COWI is a leading Scandinavian engineering consultancy with a dedicated ecology division. Their bat monitoring work on wind farm projects across Denmark requires accurate species identification at scale, with multiple team members collaborating on the same datasets. BioSonic provides the classification accuracy and team workspace that this kind of work demands.
About COWI
COWI is a major international engineering, environmental, and economics consultancy headquartered in Denmark. The company employs thousands of specialists across Northern Europe, with a strong ecology team that handles biodiversity assessments for infrastructure projects. Their bat work is concentrated on wind energy development, where European regulations require detailed species-level monitoring both before and after turbine installation.
Wind farm bat monitoring generates large, continuous datasets. Detectors are deployed at nacelle height and ground level across multiple turbine locations, often running for months at a time. The resulting audio data can be enormous, and every recording needs to be classified to species level to satisfy regulatory requirements and inform curtailment decisions.
The challenge
Wind farm bat monitoring presents specific challenges that distinguish it from standard ecological survey work:
- Volume. Months of continuous recording across multiple detector positions generates far more data than a typical survey project. Manual review of every call is not feasible.
- Accuracy requirements. Curtailment recommendations depend on which species are present. Misidentifying a common pipistrelle as a Nathusius' pipistrelle, or missing a Barbastella entirely, has direct consequences for turbine operation schedules and regulatory compliance.
- Noise filtering. Nacelle-height recordings contain substantial wind and mechanical noise. A classifier that cannot reliably separate bat calls from non-bat noise creates a flood of false positives that analysts must then review by hand.
- Team collaboration. Multiple biologists often work on the same wind farm project. They need to access the same data, review each other's work, and produce consistent outputs without version-control problems.
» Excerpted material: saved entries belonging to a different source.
//! Build status classification and the bounded poll budget

use std::time::Duration;

use serde::{Deserialize, Serialize};

/// Default poll interval.
pub const DEFAULT_POLL_INTERVAL: Duration = Duration::from_secs(5);

/// Default number of status reads (two minutes at the default interval).
pub const DEFAULT_POLL_ATTEMPTS: u32 = 24;

/// Characters of build log kept on a failed deployment.
pub const LOG_TAIL_CHARS: usize = 4000;

/// Classification of a raw platform status.
#[derive(Debug, Clone, Copy, PartialEq, Eq, Serialize, Deserialize)]
#[serde(rename_all = "lowercase")]
pub enum BuildStatus {
    /// Container is up
    Running,
    /// Any exited, unhealthy or errored variant
    Failed,
    /// Anything else: queued, building, starting, unknown
    Building,
}

impl BuildStatus {
    /// Classify a status such as `running:healthy` or `exited:unhealthy`.
    pub fn classify(raw: &str) -> Self {
        let status = raw.trim().to_ascii_lowercase();
        let mut parts = status.split(':');
        let state = parts.next().unwrap_or_default();
        let health = parts.next().unwrap_or_default();

        match state {
            "exited" | "failed" | "error" | "dead" | "degraded" | "cancelled" => {
                BuildStatus::Failed
            }
            _ if health == "unhealthy" => BuildStatus::Failed,
            "running" | "healthy" | "finished" => BuildStatus::Running,
            _ => BuildStatus::Building,
        }
    }

    pub fn is_terminal(self) -> bool {
        self != BuildStatus::Building
    }
}

/// Final classification of a deployment run.
#[derive(Debug, Clone, Copy, PartialEq, Eq, Serialize, Deserialize)]
#[serde(rename_all = "lowercase")]
pub enum DeployOutcome {
    Deployed,
    /// Poll budget exhausted while still building
    Building,
    Failed,
}

impl DeployOutcome {
    pub fn as_str(self) -> &'static str {
        match self {
            DeployOutcome::Deployed => "deployed",
            DeployOutcome::Building => "building",
            DeployOutcome::Failed => "failed",
        }
    }
}

impl From<BuildStatus> for DeployOutcome {
    fn from(status: BuildStatus) -> Self {
        match status {
            BuildStatus::Running => DeployOutcome::Deployed,
            BuildStatus::Failed => DeployOutcome::Failed,
            BuildStatus::Building => DeployOutcome::Building,
        }
    }
}

/// Fixed-interval poll budget.
#[derive(Debug, Clone, Copy, PartialEq, Eq, Serialize, Deserialize)]
pub struct PollPolicy {
    pub interval: Duration,
    pub max_attempts: u32,
}

impl Default for PollPolicy {
    fn default() -> Self {
        PollPolicy {
            interval: DEFAULT_POLL_INTERVAL,
            max_attempts: DEFAULT_POLL_ATTEMPTS,
        }
    }
}

impl PollPolicy {
    pub fn new(interval: Duration, max_attempts: u32) -> Self {
        PollPolicy {
            interval,
            max_attempts,
        }
    }

    /// Total wall-clock budget.
    pub fn budget(&self) -> Duration {
        self.interval * self.max_attempts
    }
}

/// Last `max_chars` characters of `log`.
pub fn tail(log: &str, max_chars: usize) -> String {
    let count = log.chars().count();
    if count <= max_chars {
        return log.to_string();
    }
    log.chars().skip(count - max_chars).collect()
}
These requirements meant COWI needed a platform that combined high classification accuracy, strong noise rejection, and a collaborative workspace.
Why BioSonic
Peter Sivertsen, a biologist at COWI, summarised what sets BioSonic apart from the alternatives the team had evaluated.
"What sets BioSonic apart is their exceptional accuracy, both in species identification and in filtering out noise. They're truly at the top."
Peter Sivertsen, Biologist, COWI (Denmark)
Two capabilities were decisive. First, BioSonic's species identification accuracy meant the team could trust the automated output on the vast majority of calls, reserving manual review for genuinely ambiguous cases rather than correcting systematic errors. Second, the noise filtering — the ability to distinguish bat echolocation from wind, rain, and mechanical sounds — dramatically reduced the volume of false positives that would otherwise consume analyst time.
The cloud-based platform also addressed the collaboration challenge. Multiple biologists can work on the same wind farm project simultaneously, reviewing classifications, adding notes, and generating reports from a shared workspace. This eliminated the file-passing and duplication that had slowed previous projects.
The result
COWI has adopted BioSonic for their wind farm bat monitoring work across Denmark. The platform handles the scale of continuous monitoring datasets while maintaining the classification accuracy that regulatory reporting demands. The team spends less time on manual review and noise filtering, and more time on the ecological analysis and curtailment recommendations that their clients and regulators need.